Хоть разум мой блуждал далеко, но тело оставалось рядом со Стивом в моем старом милом доме, с охряных стен которого давно сняты трофеи. Дышать все так же трудно, и дощатый пол покрывается трещинами, как и стены с потолком. А руки ближе к локтям обхватывают большие мужские ладони. Одна лежит сверху, другая поддерживает снизу, как при передаче воспоминаний. Он знает, по глазам вижу, что знает. Что же твоя магия начала пробуждаться так рано, мо анам…

— Уходи, радость моя, — вырываю руки и отталкиваю, чтобы упавшая балка не придавила его. — Иначе запачкаешься…

Если раньше моя магия была лишь легким цветным ветерком, то сейчас больше похожа на ураган, который бережно вынес слишком милосердного мужчину за упавшую с петель дверь.
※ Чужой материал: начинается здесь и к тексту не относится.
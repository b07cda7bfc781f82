mod helpers;

use axum::{
    body::Body,
    http::{Request, StatusCode},
};
use db::models::course::Entity as CourseEntity;
use db::models::user::Model as UserModel;
use helpers::app::{TestApp, get_json, login, make_test_app};
use sea_orm::{EntityTrait, PaginatorTrait};
use serial_test::serial;
use tower::ServiceExt;
use util::config::AppConfig;
use util::roles::Role;

const BOUNDARY: &str = "xw9ab3test7boundary";

async fn setup_test_data(db: &sea_orm::DatabaseConnection) -> (UserModel, UserModel) {
    let teacher = UserModel::create(db, "teacher@test.com", "password1", "Tamar", Role::Teacher)
        .await
        .unwrap();
    let student = UserModel::create(db, "student@test.com", "password2", "Sam", Role::Student)
        .await
        .unwrap();
    (teacher, student)
}

/// Builds a multipart/form-data body from text fields and file parts.
fn multipart_body(texts: &[(&str, &str)], files: &[(&str, &str, &[u8])]) -> Vec<u8> {
    let mut body = Vec::new();
    for (name, value) in texts {
        body.extend_from_slice(
            format!(
                "--{BOUNDARY}\r\nContent-Disposition: form-data; name=\"{name}\"\r\n\r\n{value}\r\n"
            )
            .as_bytes(),
        );
    }
    for (name, filename, bytes) in files {
        body.extend_from_slice(
            format!(
                "--{BOUNDARY}\r\nContent-Disposition: form-data; name=\"{name}\"; filename=\"{filename}\"\r\nContent-Type: application/octet-stream\r\n\r\n"
            )
            .as_bytes(),
        );
        body.extend_from_slice(bytes);
        body.extend_from_slice(b"\r\n");
    }
    body.extend_from_slice(format!("--{BOUNDARY}--\r\n").as_bytes());
    body
}

async fn post_course(app: &TestApp, token: &str, body: Vec<u8>) -> (StatusCode, serde_json::Value) {
    let req = Request::builder()
        .method("POST")
        .uri("/api/courses")
        .header("Authorization", format!("Bearer {token}"))
        .header(
            "Content-Type",
            format!("multipart/form-data; boundary={BOUNDARY}"),
        )
        .body(Body::from(body))
        .unwrap();

    let response = app.clone().oneshot(req).await.unwrap();
    let status = response.status();
    let bytes = axum::body::to_bytes(response.into_body(), usize::MAX)
        .await
        .unwrap();
    let json: serde_json::Value = serde_json::from_slice(&bytes).unwrap();
    (status, json)
}

/// Test Case: A teacher creates a course with an image but no document
#[tokio::test]
#[serial]
async fn test_create_course_with_image_only() {
    let storage = tempfile::tempdir().unwrap();
    AppConfig::set_upload_storage_root(storage.path().to_str().unwrap());

    let (app, app_state) = make_test_app().await;
    let (teacher, _) = setup_test_data(app_state.db()).await;
    let token = login(&app, "teacher@test.com", "password1").await;

    let body = multipart_body(
        &[("title", "Algebra 101"), ("description", "Linear algebra")],
        &[("image", "cover.png", b"\x89PNG fake image bytes")],
    );
    let (status, json) = post_course(&app, &token, body).await;

    assert_eq!(status, StatusCode::OK);
    assert_eq!(json["success"], true);
    assert_eq!(json["message"], "Course created successfully");
    assert_eq!(json["data"]["title"], "Algebra 101");
    assert_eq!(json["data"]["teacher_id"], teacher.id);
    assert_eq!(json["data"]["teacher_email"], "teacher@test.com");

    // Image slot filled, document slot empty string (never null)
    let image_url = json["data"]["image_url"].as_str().unwrap();
    assert!(image_url.starts_with("/uploads/"));
    assert!(image_url.ends_with(".png"));
    assert_eq!(json["data"]["document_url"], "");

    // The stored file is served back under its public URL
    let req = Request::builder()
        .method("GET")
        .uri(image_url)
        .body(Body::empty())
        .unwrap();
    let response = app.clone().oneshot(req).await.unwrap();
    assert_eq!(response.status(), StatusCode::OK);
    let bytes = axum::body::to_bytes(response.into_body(), usize::MAX)
        .await
        .unwrap();
    assert_eq!(&bytes[..], b"\x89PNG fake image bytes");

    AppConfig::reset();
}

/// Test Case: A student cannot create a course and no row is written
#[tokio::test]
async fn test_create_course_forbidden_for_students() {
    let (app, app_state) = make_test_app().await;
    setup_test_data(app_state.db()).await;
    let token = login(&app, "student@test.com", "password2").await;

    let body = multipart_body(
        &[("title", "Sneaky"), ("description", "Not allowed")],
        &[],
    );
    let (status, json) = post_course(&app, &token, body).await;

    assert_eq!(status, StatusCode::FORBIDDEN);
    assert_eq!(json["success"], false);
    assert_eq!(json["message"], "Teacher access required");

    let count = CourseEntity::find().count(app_state.db()).await.unwrap();
    assert_eq!(count, 0);
}

/// Test Case: Missing or empty required fields are rejected
#[tokio::test]
async fn test_create_course_missing_fields() {
    let (app, app_state) = make_test_app().await;
    setup_test_data(app_state.db()).await;
    let token = login(&app, "teacher@test.com", "password1").await;

    let body = multipart_body(&[("title", "Algebra 101")], &[]);
    let (status, json) = post_course(&app, &token, body).await;
    assert_eq!(status, StatusCode::BAD_REQUEST);
    assert_eq!(json["message"], "Title and description are required");

    let body = multipart_body(&[("title", ""), ("description", "fine")], &[]);
    let (status, _) = post_course(&app, &token, body).await;
    assert_eq!(status, StatusCode::BAD_REQUEST);

    let count = CourseEntity::find().count(app_state.db()).await.unwrap();
    assert_eq!(count, 0);
}

/// Test Case: Whitespace-only fields pass the presence check
///
/// Truthiness-only validation is the documented contract; this pins the
/// behavior so a future tightening shows up as a deliberate change.
#[tokio::test]
async fn test_create_course_whitespace_title_accepted() {
    let (app, app_state) = make_test_app().await;
    setup_test_data(app_state.db()).await;
    let token = login(&app, "teacher@test.com", "password1").await;

    let body = multipart_body(&[("title", "   "), ("description", "desc")], &[]);
    let (status, json) = post_course(&app, &token, body).await;

    assert_eq!(status, StatusCode::OK);
    assert_eq!(json["data"]["title"], "   ");
}

/// Test Case: A second file in the same slot is rejected
#[tokio::test]
async fn test_create_course_rejects_second_image() {
    let (app, app_state) = make_test_app().await;
    setup_test_data(app_state.db()).await;
    let token = login(&app, "teacher@test.com", "password1").await;

    let body = multipart_body(
        &[("title", "Algebra 101"), ("description", "Linear algebra")],
        &[
            ("image", "a.png", b"one"),
            ("image", "b.png", b"two"),
        ],
    );
    let (status, json) = post_course(&app, &token, body).await;

    assert_eq!(status, StatusCode::BAD_REQUEST);
    assert_eq!(json["message"], "At most one image may be uploaded per request");

    let count = CourseEntity::find().count(app_state.db()).await.unwrap();
    assert_eq!(count, 0);
}

/// Test Case: A created course with no files lists empty URL strings
#[tokio::test]
async fn test_create_course_without_files() {
    let (app, app_state) = make_test_app().await;
    setup_test_data(app_state.db()).await;
    let token = login(&app, "teacher@test.com", "password1").await;

    let body = multipart_body(
        &[("title", "Biology 201"), ("description", "Cell biology")],
        &[],
    );
    let (status, json) = post_course(&app, &token, body).await;

    assert_eq!(status, StatusCode::OK);
    assert_eq!(json["data"]["image_url"], "");
    assert_eq!(json["data"]["document_url"], "");

    // Visible in the owner's my-courses afterwards
    let (status, json) = get_json(&app, "/api/my-courses", &token).await;
    assert_eq!(status, StatusCode::OK);
    assert_eq!(json["data"].as_array().unwrap().len(), 1);
    assert_eq!(json["data"][0]["title"], "Biology 201");
}
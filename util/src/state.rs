//! Application state container shared across Axum route handlers.
//!
//! Holds the database connection and the in-memory session store. Cloned
//! into route handlers via Axum's `State<T>` extractor.

use crate::session::SessionStore;
use sea_orm::DatabaseConnection;

/// Central application state shared across the server.
///
/// This includes:
/// - A cloned, thread-safe database connection for use with SeaORM.
/// - The process-wide `SessionStore` read by the auth guards.
#[derive(Clone)]
pub struct AppState {
    db: DatabaseConnection,
    sessions: SessionStore,
}

impl AppState {
    /// Creates a new `AppState` with the given database connection and
    /// session store.
    pub fn new(db: DatabaseConnection, sessions: SessionStore) -> Self {
        Self { db, sessions }
    }

    /// Returns a shared reference to the internal `DatabaseConnection`.
    pub fn db(&self) -> &DatabaseConnection {
        &self.db
    }

    /// Returns a shared reference to the session store.
    pub fn sessions(&self) -> &SessionStore {
        &self.sessions
    }

    /// Returns a cloned copy of the database connection.
    ///
    /// Useful for spawned tasks that require ownership.
    pub fn db_clone(&self) -> DatabaseConnection {
        self.db.clone()
    }

    /// Returns a cloned handle to the session store.
    pub fn sessions_clone(&self) -> SessionStore {
        self.sessions.clone()
    }
}
//! Global application configuration manager.
//!
//! `AppConfig` is a lazily initialized, globally accessible singleton
//! containing runtime configuration values loaded from environment
//! variables. It provides thread-safe access and mutation for testing or
//! overrides in runtime environments.

use std::env;
use std::sync::{OnceLock, RwLock};

/// Represents the complete application configuration loaded from environment variables.
#[derive(Debug, Clone)]
pub struct AppConfig {
    pub env: String,
    pub project_name: String,
    pub log_level: String,
    pub log_file: String,
    pub log_to_stdout: bool,
    pub database_path: String,
    pub upload_storage_root: String,
    pub host: String,
    pub port: u16,
}

/// Lazily-initialized, thread-safe singleton instance of `AppConfig`.
static CONFIG_INSTANCE: OnceLock<RwLock<AppConfig>> = OnceLock::new();

impl AppConfig {
    /// Loads the configuration from `.env` and environment variables.
    pub fn from_env() -> Self {
        dotenvy::dotenv().ok();

        Self {
            env: env::var("APP_ENV").unwrap_or_else(|_| "development".into()),
            project_name: env::var("PROJECT_NAME").unwrap_or_else(|_| "syllabus-hub".into()),
            log_level: env::var("LOG_LEVEL").unwrap_or_else(|_| "api=info".into()),
            log_file: env::var("LOG_FILE").unwrap_or_else(|_| "api.log".into()),
            log_to_stdout: env::var("LOG_TO_STDOUT").unwrap_or_else(|_| "false".into()) == "true",
            database_path: env::var("DATABASE_PATH").unwrap_or_else(|_| "data/syllabus.db".into()),
            upload_storage_root: env::var("UPLOAD_STORAGE_ROOT")
                .unwrap_or_else(|_| "uploads".into()),
            host: env::var("HOST").unwrap_or_else(|_| "127.0.0.1".into()),
            port: env::var("PORT")
                .unwrap_or_else(|_| "3000".into())
                .parse()
                .unwrap(),
        }
    }

    /// Returns a shared reference to the global configuration.
    ///
    /// # Panics
    /// Panics if the lock cannot be acquired.
    pub fn global() -> std::sync::RwLockReadGuard<'static, AppConfig> {
        CONFIG_INSTANCE
            .get_or_init(|| RwLock::new(AppConfig::from_env()))
            .read()
            .expect("Failed to acquire AppConfig read lock")
    }

    /// Resets the configuration by reloading from environment variables.
    ///
    /// Useful in tests to clear overrides.
    pub fn reset() {
        if let Some(lock) = CONFIG_INSTANCE.get() {
            let mut guard = lock.write().unwrap();
            *guard = AppConfig::from_env();
        }
    }

    /// Generic internal setter for any field in the config.
    ///
    /// Used by public per-field setter methods.
    fn set_field<F>(setter: F)
    where
        F: FnOnce(&mut AppConfig),
    {
        let lock = CONFIG_INSTANCE.get_or_init(|| RwLock::new(AppConfig::from_env()));
        let mut guard = lock
            .write()
            .expect("Failed to acquire AppConfig write lock");
        setter(&mut guard);
    }

    // --- Per-field setters below ---

    pub fn set_env(value: impl Into<String>) {
        AppConfig::set_field(|cfg| cfg.env = value.into());
    }

    pub fn set_project_name(value: impl Into<String>) {
        AppConfig::set_field(|cfg| cfg.project_name = value.into());
    }

    pub fn set_log_level(value: impl Into<String>) {
        AppConfig::set_field(|cfg| cfg.log_level = value.into());
    }

    pub fn set_log_file(value: impl Into<String>) {
        AppConfig::set_field(|cfg| cfg.log_file = value.into());
    }

    pub fn set_log_to_stdout(value: bool) {
        AppConfig::set_field(|cfg| cfg.log_to_stdout = value);
    }

    pub fn set_database_path(value: impl Into<String>) {
        AppConfig::set_field(|cfg| cfg.database_path = value.into());
    }

    pub fn set_upload_storage_root(value: impl Into<String>) {
        AppConfig::set_field(|cfg| cfg.upload_storage_root = value.into());
    }

    pub fn set_host(value: impl Into<String>) {
        AppConfig::set_field(|cfg| cfg.host = value.into());
    }

    pub fn set_port(value: u16) {
        AppConfig::set_field(|cfg| cfg.port = value);
    }
}

// --- Module-level accessors, for call sites that only need one value ---

pub fn env() -> String {
    AppConfig::global().env.clone()
}

pub fn project_name() -> String {
    AppConfig::global().project_name.clone()
}

pub fn log_level() -> String {
    AppConfig::global().log_level.clone()
}

pub fn log_file() -> String {
    AppConfig::global().log_file.clone()
}

pub fn log_to_stdout() -> bool {
    AppConfig::global().log_to_stdout
}

pub fn database_path() -> String {
    AppConfig::global().database_path.clone()
}

pub fn upload_storage_root() -> String {
    AppConfig::global().upload_storage_root.clone()
}

pub fn host() -> String {
    AppConfig::global().host.clone()
}

pub fn port() -> u16 {
    AppConfig::global().port
}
Оставайся таким же добрым, как и прежде, душа моя. Под вой испуганного Мира Двух Солнц и грохот складывающегося дома бью костяшкой большого пальца в точку на груди, которая остановит сердце. Я, Астрель, убиваю монстров и мараю руки, чтобы другие остались чистыми. Так я теперь поступаю.

…балд… …ёрт возьми… …дом разрушен до основания… …как твой командир… …ни грамма ответственности перед главным сражением… …Локи, Майрона, Мелькора простила, а себя нет… …Башенга намекал, что ты можешь выкинуть подобное… …едва в саркофаге не оказалась… …ты не умрешь, я так сказал!…

Чувствую себя отжатой половой тряпкой, которую ругают и бережно прижимают к груди, вытаскивая мусор из волос. Сквозь едва приоткрытые веки видны мутные золотистые точки среди зелени. Опять мы под яблоней.

— Мне все равно, горят твои глаза или нет. И на прошлое мне плевать — это было очень давно. Я сам убью Таноса, если ты так боишься стать прежней.

Убивший дракона сам становится драконом. Уроборос раскрыл пасть, готовый снова укусить свой хвост, но я не позволю этому случиться. Мне не привыкать мараться, ведь мой долг — быть по уши в дерьме. Даже тот невзрачный человек на руинах города-круга не решился меня убить. Потому что монстра должен уничтожать только монстр. Проклятьем больше, проклятьем меньше… Какая разница?